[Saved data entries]
------------------------------------

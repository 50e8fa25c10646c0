use chrono::{DateTime, Utc};
use rust_decimal::Decimal;
use serde::{Deserialize, Serialize};
use std::fmt;
use std::str::FromStr;

#[derive(Debug, Clone, Copy, PartialEq, Eq, Serialize, Deserialize)]
pub enum OrderSide {
    Buy,
    Sell,
}

impl OrderSide {
    pub fn opposite(self) -> Self {
        match self {
            OrderSide::Buy => OrderSide::Sell,
            OrderSide::Sell => OrderSide::Buy,
        }
    }

    /// Sign applied to PnL math: +1 for long, -1 for short.
    pub fn direction(self) -> Decimal {
        match self {
            OrderSide::Buy => Decimal::ONE,
            OrderSide::Sell => -Decimal::ONE,
        }
    }

    pub fn as_str(self) -> &'static str {
        match self {
            OrderSide::Buy => "BUY",
            OrderSide::Sell => "SELL",
        }
    }
}

impl fmt::Display for OrderSide {
    fn fmt(&self, f: &mut fmt::Formatter<'_>) -> fmt::Result {
        write!(f, "{}", self.as_str())
    }
}

impl FromStr for OrderSide {
    type Err = String;

    fn from_str(s: &str) -> Result<Self, Self::Err> {
        match s {
            "BUY" => Ok(OrderSide::Buy),
            "SELL" => Ok(OrderSide::Sell),
            other => Err(format!("unknown order side: {other}")),
        }
    }
}

/// What an order is trying to do to the position book.
#[derive(Debug, Clone, Copy, PartialEq, Eq, Serialize, Deserialize)]
pub enum OrderIntent {
    Entry,
    ReduceOnlyExit,
    StopLoss,
}

impl OrderIntent {
    pub fn as_str(self) -> &'static str {
        match self {
            OrderIntent::Entry => "ENTRY",
            OrderIntent::ReduceOnlyExit => "REDUCE_ONLY_EXIT",
            OrderIntent::StopLoss => "STOP_LOSS",
        }
    }
}

impl fmt::Display for OrderIntent {
    fn fmt(&self, f: &mut fmt::Formatter<'_>) -> fmt::Result {
        write!(f, "{}", self.as_str())
    }
}

impl FromStr for OrderIntent {
    type Err = String;

    fn from_str(s: &str) -> Result<Self, Self::Err> {
        match s {
            "ENTRY" => Ok(OrderIntent::Entry),
            "REDUCE_ONLY_EXIT" => Ok(OrderIntent::ReduceOnlyExit),
            "STOP_LOSS" => Ok(OrderIntent::StopLoss),
            other => Err(format!("unknown order intent: {other}")),
        }
    }
}

#[derive(Debug, Clone, Copy, PartialEq, Eq, Serialize, Deserialize)]
pub enum OrderStatus {
    Pending,
    Partial,
    Filled,
    Canceled,
    Rejected,
    Expired,
}

impl OrderStatus {
    pub fn is_terminal(self) -> bool {
        matches!(
            self,
            OrderStatus::Filled | OrderStatus::Canceled | OrderStatus::Rejected | OrderStatus::Expired
        )
    }

    pub fn as_str(self) -> &'static str {
        match self {
            OrderStatus::Pending => "PENDING",
            OrderStatus::Partial => "PARTIAL",
            OrderStatus::Filled => "FILLED",
            OrderStatus::Canceled => "CANCELED",
            OrderStatus::Rejected => "REJECTED",
            OrderStatus::Expired => "EXPIRED",
        }
    }
}

impl fmt::Display for OrderStatus {
    fn fmt(&self, f: &mut fmt::Formatter<'_>) -> fmt::Result {
        write!(f, "{}", self.as_str())
    }
}

impl FromStr for OrderStatus {
    type Err = String;

    fn from_str(s: &str) -> Result<Self, Self::Err> {
        match s {
            "PENDING" => Ok(OrderStatus::Pending),
            "PARTIAL" => Ok(OrderStatus::Partial),
            "FILLED" => Ok(OrderStatus::Filled),
            "CANCELED" => Ok(OrderStatus::Canceled),
            "REJECTED" => Ok(OrderStatus::Rejected),
            "EXPIRED" => Ok(OrderStatus::Expired),
            other => Err(format!("unknown order status: {other}")),
        }
    }
}

/// Why a position was closed. Appended to the immutable trade record.
#[derive(Debug, Clone, Copy, PartialEq, Eq, Serialize, Deserialize)]
pub enum CloseReason {
    ManualExit,
    StopLoss,
    ReconciledClose,
}

impl CloseReason {
    pub fn as_str(self) -> &'static str {
        match self {
            CloseReason::ManualExit => "MANUAL_EXIT",
            CloseReason::StopLoss => "STOP_LOSS",
            CloseReason::ReconciledClose => "RECONCILED_CLOSE",
        }
    }
}

impl fmt::Display for CloseReason {
    fn fmt(&self, f: &mut fmt::Formatter<'_>) -> fmt::Result {
        write!(f, "{}", self.as_str())
    }
}

impl FromStr for CloseReason {
    type Err = String;

    fn from_str(s: &str) -> Result<Self, Self::Err> {
        match s {
            "MANUAL_EXIT" => Ok(CloseReason::ManualExit),
            "STOP_LOSS" => Ok(CloseReason::StopLoss),
            "RECONCILED_CLOSE" => Ok(CloseReason::ReconciledClose),
            other => Err(format!("unknown close reason: {other}")),
        }
    }
}

/// Point-in-time view of the market a signal was generated against.
#[derive(Debug, Clone, PartialEq, Serialize, Deserialize)]
pub struct MarketSnapshot {
    pub bid: Decimal,
    pub ask: Decimal,
    pub last: Decimal,
    pub as_of: DateTime<Utc>,
    pub source_latency_ms: i64,
}

impl MarketSnapshot {
    pub fn mid(&self) -> Decimal {
        (self.bid + self.ask) / Decimal::TWO
    }

    /// Quoted spread in basis points. `None` when the book is unusable
    /// (bid <= 0 or crossed).
    pub fn spread_bps(&self) -> Option<Decimal> {
        if self.bid <= Decimal::ZERO || self.ask < self.bid {
            return None;
        }
        let mid = self.mid();
        (self.ask - self.bid)
            .checked_div(mid)
            .map(|r| r * Decimal::from(10_000))
    }
}

/// A market data update for one symbol.
#[derive(Debug, Clone)]
pub struct MarketTick {
    pub symbol: String,
    pub snapshot: MarketSnapshot,
}

/// Externally produced trading intent, in-flight only.
#[derive(Debug, Clone)]
pub struct Signal {
    pub va_id: String,
    pub symbol: String,
    pub side: OrderSide,
    pub desired_qty: Decimal,
    /// Price the strategy expected to trade at. Not always populated;
    /// the slippage gate is skipped when absent.
    pub expected_price: Option<Decimal>,
    pub snapshot: MarketSnapshot,
    pub received_at: DateTime<Utc>,
}

/// Execution report from the exchange for one order.
#[derive(Debug, Clone)]
pub struct FillEvent {
    pub order_id: String,
    pub qty_increment: Decimal,
    pub price: Decimal,
    pub ts: DateTime<Utc>,
}

#[cfg(test)]
mod tests {
    use super::*;
    use rust_decimal_macros::dec;

    #[test]
    fn test_side_roundtrip_and_direction() {
        assert_eq!("BUY".parse::<OrderSide>().unwrap(), OrderSide::Buy);
        assert_eq!(OrderSide::Sell.to_string(), "SELL");
        assert_eq!(OrderSide::Buy.opposite(), OrderSide::Sell);
        assert_eq!(OrderSide::Buy.direction(), dec!(1));
        assert_eq!(OrderSide::Sell.direction(), dec!(-1));
    }

    #[test]
    fn test_terminal_statuses() {
        assert!(!OrderStatus::Pending.is_terminal());
        assert!(!OrderStatus::Partial.is_terminal());
        assert!(OrderStatus::Filled.is_terminal());
        assert!(OrderStatus::Canceled.is_terminal());
        assert!(OrderStatus::Rejected.is_terminal());
        assert!(OrderStatus::Expired.is_terminal());
    }

    #[test]
    fn test_spread_bps() {
        let snapshot = MarketSnapshot {
            bid: dec!(100.00),
            ask: dec!(100.20),
            last: dec!(100.10),
            as_of: Utc::now(),
            source_latency_ms: 0,
        };
        // (0.20 / 100.10) * 10_000 ~= 19.98 bps
        let bps = snapshot.spread_bps().unwrap();
        assert!(bps > dec!(19.9) && bps < dec!(20.1));
    }

    #[test]
    fn test_spread_bps_invalid_book() {
        let crossed = MarketSnapshot {
            bid: dec!(100.10),
            ask: dec!(100.00),
            last: dec!(100.05),
            as_of: Utc::now(),
            source_latency_ms: 0,
        };
        assert!(crossed.spread_bps().is_none());

        let zero_bid = MarketSnapshot {
            bid: dec!(0),
            ask: dec!(1),
            last: dec!(0.5),
            as_of: Utc::now(),
            source_latency_ms: 0,
        };
        assert!(zero_bid.spread_bps().is_none());
    }
}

------------------------------------

- _ABOUT THIS EXERCISE_
Out of the entries above, write out only the lines between the line holding "#[derive(Debug, Clone, PartialEq, Serialize, Deserialize)]" and the line holding "if self.bid <= Decimal::ZERO", inclusive, each exactly as given.

- _WRITTEN ANSWER_
#[derive(Debug, Clone, PartialEq, Serialize, Deserialize)]
pub struct MarketSnapshot {
    pub bid: Decimal,
    pub ask: Decimal,
    pub last: Decimal,
    pub as_of: DateTime<Utc>,
    pub source_latency_ms: i64,
}

impl MarketSnapshot {
    pub fn mid(&self) -> Decimal {
        (self.bid + self.ask) / Decimal::TWO
    }

    /// Quoted spread in basis points. `None` when the book is unusable
    /// (bid <= 0 or crossed).
    pub fn spread_bps(&self) -> Option<Decimal> {
        if self.bid <= Decimal::ZERO || self.ask < self.bid {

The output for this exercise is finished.